* **THE PROBLEM**
If a line comes after the one containing "slots. The kernel", leave it out; copy every line before it, and that line too, exactly as written, starting from the first line of the entries.

* **DATA SECTION**
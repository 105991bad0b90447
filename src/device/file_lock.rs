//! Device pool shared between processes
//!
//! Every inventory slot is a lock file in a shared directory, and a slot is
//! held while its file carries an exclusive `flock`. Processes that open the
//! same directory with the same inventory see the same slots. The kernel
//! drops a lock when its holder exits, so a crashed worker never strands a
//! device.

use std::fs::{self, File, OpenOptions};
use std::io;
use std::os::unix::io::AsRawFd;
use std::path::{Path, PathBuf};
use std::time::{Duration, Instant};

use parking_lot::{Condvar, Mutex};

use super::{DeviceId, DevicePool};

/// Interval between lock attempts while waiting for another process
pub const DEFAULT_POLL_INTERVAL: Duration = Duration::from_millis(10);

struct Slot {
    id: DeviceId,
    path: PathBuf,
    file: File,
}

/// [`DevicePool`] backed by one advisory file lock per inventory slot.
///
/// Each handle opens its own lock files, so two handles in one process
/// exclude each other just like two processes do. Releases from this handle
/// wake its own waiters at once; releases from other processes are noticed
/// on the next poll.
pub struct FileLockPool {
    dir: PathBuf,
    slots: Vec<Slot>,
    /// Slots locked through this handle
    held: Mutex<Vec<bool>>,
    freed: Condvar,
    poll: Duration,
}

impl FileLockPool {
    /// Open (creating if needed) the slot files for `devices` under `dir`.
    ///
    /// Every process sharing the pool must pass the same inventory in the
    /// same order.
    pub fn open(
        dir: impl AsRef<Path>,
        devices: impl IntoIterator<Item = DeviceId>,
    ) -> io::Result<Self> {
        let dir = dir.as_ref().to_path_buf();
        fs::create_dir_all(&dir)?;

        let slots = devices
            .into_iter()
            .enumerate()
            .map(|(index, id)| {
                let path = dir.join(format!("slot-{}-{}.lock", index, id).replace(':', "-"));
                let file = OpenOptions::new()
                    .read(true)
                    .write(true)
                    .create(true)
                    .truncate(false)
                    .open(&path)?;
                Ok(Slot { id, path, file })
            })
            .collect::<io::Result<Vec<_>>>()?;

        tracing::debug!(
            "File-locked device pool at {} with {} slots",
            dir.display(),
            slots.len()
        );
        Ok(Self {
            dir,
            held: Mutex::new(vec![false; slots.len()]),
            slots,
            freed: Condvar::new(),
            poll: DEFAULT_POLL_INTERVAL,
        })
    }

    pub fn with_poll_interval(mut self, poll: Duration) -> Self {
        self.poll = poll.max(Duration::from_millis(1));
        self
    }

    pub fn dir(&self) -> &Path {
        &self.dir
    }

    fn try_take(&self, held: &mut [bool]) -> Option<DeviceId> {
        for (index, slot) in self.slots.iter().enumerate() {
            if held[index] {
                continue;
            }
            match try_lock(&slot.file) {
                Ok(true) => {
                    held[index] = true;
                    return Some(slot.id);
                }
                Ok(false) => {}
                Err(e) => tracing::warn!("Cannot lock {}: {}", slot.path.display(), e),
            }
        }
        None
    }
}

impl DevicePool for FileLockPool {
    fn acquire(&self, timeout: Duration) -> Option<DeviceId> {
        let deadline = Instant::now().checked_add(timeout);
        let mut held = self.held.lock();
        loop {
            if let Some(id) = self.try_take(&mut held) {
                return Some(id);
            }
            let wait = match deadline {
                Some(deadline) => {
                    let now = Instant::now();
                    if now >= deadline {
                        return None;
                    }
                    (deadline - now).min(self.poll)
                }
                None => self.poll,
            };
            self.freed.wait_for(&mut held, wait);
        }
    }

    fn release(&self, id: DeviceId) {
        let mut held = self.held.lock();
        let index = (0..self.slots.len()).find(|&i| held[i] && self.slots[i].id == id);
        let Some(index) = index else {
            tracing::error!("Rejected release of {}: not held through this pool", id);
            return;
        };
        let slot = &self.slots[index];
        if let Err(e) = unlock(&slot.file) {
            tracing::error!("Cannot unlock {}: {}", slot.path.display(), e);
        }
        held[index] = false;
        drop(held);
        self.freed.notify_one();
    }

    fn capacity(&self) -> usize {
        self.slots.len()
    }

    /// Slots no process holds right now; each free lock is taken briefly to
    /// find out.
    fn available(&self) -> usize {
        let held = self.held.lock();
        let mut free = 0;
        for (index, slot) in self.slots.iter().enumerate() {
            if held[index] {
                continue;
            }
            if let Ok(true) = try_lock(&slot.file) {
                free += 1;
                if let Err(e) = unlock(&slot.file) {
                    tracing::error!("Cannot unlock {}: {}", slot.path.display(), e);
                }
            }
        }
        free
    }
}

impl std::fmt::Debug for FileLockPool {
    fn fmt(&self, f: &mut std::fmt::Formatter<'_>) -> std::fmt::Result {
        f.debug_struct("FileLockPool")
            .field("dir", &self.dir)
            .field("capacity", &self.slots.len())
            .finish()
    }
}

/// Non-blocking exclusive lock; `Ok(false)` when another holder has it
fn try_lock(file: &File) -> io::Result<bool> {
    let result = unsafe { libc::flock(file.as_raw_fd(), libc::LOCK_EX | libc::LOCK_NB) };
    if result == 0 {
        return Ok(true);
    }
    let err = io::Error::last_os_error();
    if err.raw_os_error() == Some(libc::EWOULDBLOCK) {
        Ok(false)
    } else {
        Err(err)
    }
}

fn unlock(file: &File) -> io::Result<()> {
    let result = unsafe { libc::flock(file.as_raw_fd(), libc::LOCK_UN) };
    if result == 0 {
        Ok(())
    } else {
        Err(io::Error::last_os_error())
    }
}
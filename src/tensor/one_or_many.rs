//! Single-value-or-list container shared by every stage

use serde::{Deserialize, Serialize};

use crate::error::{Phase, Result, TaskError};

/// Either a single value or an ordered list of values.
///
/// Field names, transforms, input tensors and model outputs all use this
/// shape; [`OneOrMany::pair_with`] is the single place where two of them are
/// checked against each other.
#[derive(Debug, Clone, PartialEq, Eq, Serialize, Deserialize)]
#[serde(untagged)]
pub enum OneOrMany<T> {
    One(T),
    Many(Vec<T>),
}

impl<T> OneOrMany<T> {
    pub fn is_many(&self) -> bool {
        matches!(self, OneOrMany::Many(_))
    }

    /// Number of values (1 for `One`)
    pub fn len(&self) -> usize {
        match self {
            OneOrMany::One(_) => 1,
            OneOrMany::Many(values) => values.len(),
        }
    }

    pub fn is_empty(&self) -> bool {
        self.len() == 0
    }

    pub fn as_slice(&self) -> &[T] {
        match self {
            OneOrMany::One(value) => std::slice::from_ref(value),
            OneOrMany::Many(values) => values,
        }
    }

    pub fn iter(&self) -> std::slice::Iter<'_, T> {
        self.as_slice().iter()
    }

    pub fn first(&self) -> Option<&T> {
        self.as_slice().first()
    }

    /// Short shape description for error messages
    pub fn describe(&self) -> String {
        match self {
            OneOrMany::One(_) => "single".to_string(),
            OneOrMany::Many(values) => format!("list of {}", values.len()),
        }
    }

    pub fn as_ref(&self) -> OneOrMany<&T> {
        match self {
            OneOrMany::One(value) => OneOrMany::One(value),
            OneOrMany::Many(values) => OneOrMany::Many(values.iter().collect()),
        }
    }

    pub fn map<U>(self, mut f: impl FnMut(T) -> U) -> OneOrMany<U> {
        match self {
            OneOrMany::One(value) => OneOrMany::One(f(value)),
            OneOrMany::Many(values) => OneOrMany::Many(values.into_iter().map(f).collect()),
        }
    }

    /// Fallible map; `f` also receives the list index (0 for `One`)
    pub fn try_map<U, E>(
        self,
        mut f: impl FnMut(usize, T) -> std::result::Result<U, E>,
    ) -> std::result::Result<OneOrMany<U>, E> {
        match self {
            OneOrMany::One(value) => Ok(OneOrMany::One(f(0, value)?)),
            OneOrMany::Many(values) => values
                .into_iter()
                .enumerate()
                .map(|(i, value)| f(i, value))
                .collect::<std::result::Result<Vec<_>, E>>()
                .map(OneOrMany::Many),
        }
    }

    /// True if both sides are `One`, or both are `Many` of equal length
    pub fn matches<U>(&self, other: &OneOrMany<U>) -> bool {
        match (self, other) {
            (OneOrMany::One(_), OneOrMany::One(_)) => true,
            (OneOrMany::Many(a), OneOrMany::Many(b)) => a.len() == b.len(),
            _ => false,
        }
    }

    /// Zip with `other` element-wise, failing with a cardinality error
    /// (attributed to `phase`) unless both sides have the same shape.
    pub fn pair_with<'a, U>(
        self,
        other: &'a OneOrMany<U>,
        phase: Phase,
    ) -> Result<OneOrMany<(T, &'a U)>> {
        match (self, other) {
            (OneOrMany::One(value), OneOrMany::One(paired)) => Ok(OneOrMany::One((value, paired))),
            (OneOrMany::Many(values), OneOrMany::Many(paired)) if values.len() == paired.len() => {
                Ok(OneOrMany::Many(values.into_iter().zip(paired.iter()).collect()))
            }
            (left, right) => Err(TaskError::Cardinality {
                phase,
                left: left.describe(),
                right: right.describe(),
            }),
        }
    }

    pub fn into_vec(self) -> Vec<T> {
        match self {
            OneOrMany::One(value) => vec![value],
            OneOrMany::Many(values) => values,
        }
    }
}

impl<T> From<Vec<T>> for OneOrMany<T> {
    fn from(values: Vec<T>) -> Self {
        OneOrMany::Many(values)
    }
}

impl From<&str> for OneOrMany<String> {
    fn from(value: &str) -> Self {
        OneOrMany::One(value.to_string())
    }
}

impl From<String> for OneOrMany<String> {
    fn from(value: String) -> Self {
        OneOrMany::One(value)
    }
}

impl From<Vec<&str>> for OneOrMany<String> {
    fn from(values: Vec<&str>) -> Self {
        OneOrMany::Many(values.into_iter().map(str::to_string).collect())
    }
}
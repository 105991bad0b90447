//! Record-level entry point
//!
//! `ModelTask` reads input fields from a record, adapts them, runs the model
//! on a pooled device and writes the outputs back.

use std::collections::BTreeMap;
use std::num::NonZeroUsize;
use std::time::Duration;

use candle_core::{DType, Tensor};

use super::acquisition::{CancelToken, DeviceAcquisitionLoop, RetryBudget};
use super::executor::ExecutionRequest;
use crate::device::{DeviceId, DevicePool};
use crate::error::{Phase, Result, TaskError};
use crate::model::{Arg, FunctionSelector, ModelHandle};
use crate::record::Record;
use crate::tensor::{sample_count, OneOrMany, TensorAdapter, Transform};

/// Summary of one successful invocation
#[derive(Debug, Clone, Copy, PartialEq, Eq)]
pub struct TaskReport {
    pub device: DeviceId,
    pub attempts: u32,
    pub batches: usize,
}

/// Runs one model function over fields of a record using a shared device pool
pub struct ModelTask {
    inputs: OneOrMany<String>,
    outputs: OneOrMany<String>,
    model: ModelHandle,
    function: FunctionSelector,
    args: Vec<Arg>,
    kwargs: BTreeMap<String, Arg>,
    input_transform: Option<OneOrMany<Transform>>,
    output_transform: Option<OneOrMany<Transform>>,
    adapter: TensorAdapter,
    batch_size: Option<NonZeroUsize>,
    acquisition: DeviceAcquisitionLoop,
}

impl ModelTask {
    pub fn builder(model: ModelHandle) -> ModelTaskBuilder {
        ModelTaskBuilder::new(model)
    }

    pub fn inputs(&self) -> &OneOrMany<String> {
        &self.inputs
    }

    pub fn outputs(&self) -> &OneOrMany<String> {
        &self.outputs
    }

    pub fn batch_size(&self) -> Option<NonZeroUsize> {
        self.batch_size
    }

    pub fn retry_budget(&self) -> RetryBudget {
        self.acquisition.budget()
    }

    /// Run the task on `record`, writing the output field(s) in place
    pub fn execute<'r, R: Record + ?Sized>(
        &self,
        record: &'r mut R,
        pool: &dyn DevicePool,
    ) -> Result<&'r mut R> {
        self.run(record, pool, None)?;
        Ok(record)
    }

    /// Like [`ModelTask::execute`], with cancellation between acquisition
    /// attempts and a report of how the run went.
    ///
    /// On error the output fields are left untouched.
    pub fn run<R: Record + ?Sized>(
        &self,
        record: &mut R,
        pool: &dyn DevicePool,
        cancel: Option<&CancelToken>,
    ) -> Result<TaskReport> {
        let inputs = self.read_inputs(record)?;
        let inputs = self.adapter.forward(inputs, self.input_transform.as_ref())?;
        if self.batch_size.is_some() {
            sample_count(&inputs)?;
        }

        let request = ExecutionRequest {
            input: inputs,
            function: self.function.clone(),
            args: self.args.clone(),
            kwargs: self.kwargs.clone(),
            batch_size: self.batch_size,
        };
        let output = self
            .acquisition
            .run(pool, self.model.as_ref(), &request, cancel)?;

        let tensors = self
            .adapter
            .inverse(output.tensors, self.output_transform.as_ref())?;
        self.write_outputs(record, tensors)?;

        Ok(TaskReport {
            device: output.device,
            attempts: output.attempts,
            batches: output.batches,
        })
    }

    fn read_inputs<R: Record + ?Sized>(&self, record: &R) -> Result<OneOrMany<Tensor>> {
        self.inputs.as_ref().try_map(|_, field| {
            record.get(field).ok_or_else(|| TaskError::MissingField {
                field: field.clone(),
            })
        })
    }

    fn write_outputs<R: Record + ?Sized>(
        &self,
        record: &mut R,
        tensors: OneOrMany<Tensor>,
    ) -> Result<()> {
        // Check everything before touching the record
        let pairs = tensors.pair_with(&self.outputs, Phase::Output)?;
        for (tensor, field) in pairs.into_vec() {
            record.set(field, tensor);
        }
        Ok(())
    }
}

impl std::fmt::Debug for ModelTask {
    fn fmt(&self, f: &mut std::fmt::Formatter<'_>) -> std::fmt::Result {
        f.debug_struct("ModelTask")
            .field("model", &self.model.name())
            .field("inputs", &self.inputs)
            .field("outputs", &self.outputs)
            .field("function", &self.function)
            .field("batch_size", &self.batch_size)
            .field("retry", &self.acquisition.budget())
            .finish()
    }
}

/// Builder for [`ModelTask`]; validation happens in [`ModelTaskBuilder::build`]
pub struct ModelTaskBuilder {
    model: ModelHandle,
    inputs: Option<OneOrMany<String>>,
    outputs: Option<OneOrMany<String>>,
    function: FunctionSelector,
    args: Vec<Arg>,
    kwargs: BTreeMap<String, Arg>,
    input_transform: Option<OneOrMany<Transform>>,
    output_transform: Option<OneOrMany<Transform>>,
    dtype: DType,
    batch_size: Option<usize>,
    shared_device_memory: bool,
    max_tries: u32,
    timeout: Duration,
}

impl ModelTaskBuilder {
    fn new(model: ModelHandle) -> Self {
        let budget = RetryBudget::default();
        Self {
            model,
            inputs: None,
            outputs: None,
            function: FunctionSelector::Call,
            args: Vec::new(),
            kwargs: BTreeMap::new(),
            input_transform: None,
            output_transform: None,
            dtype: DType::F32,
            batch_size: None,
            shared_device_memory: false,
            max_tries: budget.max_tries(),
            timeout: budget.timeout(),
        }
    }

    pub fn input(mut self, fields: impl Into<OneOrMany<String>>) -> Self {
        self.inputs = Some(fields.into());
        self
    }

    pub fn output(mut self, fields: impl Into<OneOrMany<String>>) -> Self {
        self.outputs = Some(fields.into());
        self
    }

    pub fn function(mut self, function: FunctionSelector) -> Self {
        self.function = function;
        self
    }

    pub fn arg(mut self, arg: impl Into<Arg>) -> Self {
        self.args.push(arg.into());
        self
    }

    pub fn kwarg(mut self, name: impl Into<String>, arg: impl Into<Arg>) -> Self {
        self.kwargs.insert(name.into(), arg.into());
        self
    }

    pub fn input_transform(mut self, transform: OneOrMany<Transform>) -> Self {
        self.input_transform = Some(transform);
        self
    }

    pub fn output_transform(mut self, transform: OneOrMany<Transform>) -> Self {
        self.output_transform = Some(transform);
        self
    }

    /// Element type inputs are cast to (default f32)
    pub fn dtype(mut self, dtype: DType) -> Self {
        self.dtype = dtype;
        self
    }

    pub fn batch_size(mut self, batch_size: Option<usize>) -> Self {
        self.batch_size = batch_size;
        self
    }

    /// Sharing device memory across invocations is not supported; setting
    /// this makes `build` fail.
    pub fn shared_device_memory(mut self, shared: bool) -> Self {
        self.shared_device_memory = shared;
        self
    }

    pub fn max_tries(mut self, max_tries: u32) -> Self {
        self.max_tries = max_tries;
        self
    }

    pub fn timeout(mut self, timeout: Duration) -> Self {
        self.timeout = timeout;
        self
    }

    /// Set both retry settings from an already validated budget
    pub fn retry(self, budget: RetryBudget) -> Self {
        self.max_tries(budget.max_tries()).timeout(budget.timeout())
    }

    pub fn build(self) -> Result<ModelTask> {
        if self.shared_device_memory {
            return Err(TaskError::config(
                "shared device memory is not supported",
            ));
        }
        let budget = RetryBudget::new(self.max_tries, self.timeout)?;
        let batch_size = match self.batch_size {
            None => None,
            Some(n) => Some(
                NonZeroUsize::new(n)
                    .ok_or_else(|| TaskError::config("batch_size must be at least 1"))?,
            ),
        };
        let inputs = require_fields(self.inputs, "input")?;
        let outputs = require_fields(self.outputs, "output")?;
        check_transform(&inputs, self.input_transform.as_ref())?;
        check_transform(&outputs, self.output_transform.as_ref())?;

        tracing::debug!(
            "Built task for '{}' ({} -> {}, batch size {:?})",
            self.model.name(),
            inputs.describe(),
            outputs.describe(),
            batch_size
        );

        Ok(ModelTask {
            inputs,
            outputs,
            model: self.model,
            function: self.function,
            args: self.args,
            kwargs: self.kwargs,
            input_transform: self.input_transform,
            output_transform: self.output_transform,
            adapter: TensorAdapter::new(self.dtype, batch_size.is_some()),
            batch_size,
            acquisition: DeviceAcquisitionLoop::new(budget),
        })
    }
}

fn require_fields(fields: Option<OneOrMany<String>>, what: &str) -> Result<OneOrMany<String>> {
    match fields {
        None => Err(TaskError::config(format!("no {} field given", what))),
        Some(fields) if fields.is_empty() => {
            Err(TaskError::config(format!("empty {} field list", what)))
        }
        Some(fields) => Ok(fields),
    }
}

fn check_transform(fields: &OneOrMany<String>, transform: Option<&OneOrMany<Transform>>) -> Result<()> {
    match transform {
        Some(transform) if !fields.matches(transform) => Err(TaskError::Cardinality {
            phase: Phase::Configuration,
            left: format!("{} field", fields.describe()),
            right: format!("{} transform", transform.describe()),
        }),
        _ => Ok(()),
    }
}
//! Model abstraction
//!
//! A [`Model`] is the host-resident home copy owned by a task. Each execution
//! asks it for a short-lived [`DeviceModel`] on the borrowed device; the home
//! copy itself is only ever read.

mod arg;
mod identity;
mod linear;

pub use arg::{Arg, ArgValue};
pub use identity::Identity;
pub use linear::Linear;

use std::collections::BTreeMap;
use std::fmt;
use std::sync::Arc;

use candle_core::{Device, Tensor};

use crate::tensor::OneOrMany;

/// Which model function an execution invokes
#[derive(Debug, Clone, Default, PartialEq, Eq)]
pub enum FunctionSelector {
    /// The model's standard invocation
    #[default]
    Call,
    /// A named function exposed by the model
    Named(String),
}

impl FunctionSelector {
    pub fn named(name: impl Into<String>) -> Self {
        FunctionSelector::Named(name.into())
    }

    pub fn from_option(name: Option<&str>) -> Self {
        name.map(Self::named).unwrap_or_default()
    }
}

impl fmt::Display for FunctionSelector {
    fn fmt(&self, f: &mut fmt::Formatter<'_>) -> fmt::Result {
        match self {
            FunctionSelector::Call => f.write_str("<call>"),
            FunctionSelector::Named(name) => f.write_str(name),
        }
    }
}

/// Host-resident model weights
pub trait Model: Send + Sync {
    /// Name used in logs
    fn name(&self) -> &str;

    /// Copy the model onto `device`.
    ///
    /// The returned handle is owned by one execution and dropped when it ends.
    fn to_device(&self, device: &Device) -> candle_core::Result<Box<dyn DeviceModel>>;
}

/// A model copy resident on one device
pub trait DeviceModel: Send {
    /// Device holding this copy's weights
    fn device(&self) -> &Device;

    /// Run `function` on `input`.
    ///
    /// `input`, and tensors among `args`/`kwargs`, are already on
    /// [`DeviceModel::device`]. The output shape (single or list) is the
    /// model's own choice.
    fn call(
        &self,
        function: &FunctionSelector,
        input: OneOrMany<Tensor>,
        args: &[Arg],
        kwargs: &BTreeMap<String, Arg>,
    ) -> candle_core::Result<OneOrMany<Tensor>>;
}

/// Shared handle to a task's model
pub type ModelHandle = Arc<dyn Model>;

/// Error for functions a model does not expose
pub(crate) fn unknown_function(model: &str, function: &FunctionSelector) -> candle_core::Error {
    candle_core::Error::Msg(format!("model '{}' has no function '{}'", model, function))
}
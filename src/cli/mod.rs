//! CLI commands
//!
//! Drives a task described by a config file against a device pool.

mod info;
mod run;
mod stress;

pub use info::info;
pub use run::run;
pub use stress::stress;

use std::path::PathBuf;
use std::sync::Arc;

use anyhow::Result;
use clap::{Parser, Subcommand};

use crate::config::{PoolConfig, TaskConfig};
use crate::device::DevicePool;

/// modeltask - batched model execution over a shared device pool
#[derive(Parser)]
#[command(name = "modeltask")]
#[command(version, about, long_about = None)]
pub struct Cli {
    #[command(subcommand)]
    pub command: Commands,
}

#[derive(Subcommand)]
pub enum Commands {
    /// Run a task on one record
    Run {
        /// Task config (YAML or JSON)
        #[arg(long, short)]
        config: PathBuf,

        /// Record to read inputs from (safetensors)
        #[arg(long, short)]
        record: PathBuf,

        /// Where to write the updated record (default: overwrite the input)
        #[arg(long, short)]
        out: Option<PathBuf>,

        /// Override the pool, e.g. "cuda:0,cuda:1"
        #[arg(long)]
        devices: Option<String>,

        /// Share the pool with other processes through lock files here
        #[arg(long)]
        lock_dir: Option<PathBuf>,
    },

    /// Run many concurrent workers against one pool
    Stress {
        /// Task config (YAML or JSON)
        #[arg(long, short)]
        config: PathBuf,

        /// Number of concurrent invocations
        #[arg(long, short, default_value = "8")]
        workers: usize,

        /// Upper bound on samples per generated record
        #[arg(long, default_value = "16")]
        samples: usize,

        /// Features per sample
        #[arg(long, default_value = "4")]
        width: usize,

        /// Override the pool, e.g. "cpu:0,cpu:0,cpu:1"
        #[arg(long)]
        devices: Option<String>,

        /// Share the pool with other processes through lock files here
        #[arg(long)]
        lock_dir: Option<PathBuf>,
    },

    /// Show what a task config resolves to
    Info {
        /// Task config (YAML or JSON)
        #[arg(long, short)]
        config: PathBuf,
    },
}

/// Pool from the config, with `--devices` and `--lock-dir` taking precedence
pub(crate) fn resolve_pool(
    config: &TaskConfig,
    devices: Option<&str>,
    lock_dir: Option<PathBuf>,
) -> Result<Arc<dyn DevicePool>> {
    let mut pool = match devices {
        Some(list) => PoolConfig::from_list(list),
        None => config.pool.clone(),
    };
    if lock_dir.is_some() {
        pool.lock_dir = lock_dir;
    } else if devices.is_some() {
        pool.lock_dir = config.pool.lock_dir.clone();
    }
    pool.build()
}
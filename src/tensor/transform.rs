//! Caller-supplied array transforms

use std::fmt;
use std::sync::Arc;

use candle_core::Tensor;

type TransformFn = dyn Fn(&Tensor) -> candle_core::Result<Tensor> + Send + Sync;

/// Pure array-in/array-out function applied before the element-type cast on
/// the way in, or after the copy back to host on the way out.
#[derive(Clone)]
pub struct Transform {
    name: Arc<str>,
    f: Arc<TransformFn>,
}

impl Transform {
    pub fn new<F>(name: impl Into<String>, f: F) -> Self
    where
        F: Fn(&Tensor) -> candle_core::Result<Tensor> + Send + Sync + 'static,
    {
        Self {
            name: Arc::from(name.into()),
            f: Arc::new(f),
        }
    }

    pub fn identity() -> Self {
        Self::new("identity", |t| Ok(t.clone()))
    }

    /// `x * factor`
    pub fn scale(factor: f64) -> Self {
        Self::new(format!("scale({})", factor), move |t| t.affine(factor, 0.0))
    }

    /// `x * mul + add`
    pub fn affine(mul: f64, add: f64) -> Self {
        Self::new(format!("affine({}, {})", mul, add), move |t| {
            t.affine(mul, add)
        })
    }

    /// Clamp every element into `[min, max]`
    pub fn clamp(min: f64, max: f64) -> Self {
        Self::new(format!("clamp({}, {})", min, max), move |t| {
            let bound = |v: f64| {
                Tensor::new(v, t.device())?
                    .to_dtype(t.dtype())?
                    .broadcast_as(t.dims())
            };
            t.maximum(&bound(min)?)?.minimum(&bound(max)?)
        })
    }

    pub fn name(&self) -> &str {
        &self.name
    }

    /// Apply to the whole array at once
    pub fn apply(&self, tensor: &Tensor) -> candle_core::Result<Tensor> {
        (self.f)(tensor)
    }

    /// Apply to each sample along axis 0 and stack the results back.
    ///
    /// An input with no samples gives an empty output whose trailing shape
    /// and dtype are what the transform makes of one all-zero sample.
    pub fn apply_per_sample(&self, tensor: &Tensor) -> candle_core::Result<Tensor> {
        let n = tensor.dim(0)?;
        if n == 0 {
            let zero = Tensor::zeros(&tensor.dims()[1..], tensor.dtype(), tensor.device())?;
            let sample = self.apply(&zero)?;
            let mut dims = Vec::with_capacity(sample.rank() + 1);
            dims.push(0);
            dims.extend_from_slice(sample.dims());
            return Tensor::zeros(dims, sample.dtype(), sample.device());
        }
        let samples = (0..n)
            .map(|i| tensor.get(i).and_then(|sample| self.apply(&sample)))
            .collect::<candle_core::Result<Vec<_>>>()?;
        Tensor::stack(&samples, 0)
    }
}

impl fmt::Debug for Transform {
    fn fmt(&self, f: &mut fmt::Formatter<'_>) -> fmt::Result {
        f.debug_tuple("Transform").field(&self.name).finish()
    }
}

* **RESULT**
repository 105991bad0b90447
filename src/device/file_lock.rs
//! Device pool shared between processes
//!
//! Every inventory slot is a lock file in a shared directory, and a slot is
//! held while its file carries an exclusive `flock`. Processes that open the
//! same directory with the same inventory see the same slots. The kernel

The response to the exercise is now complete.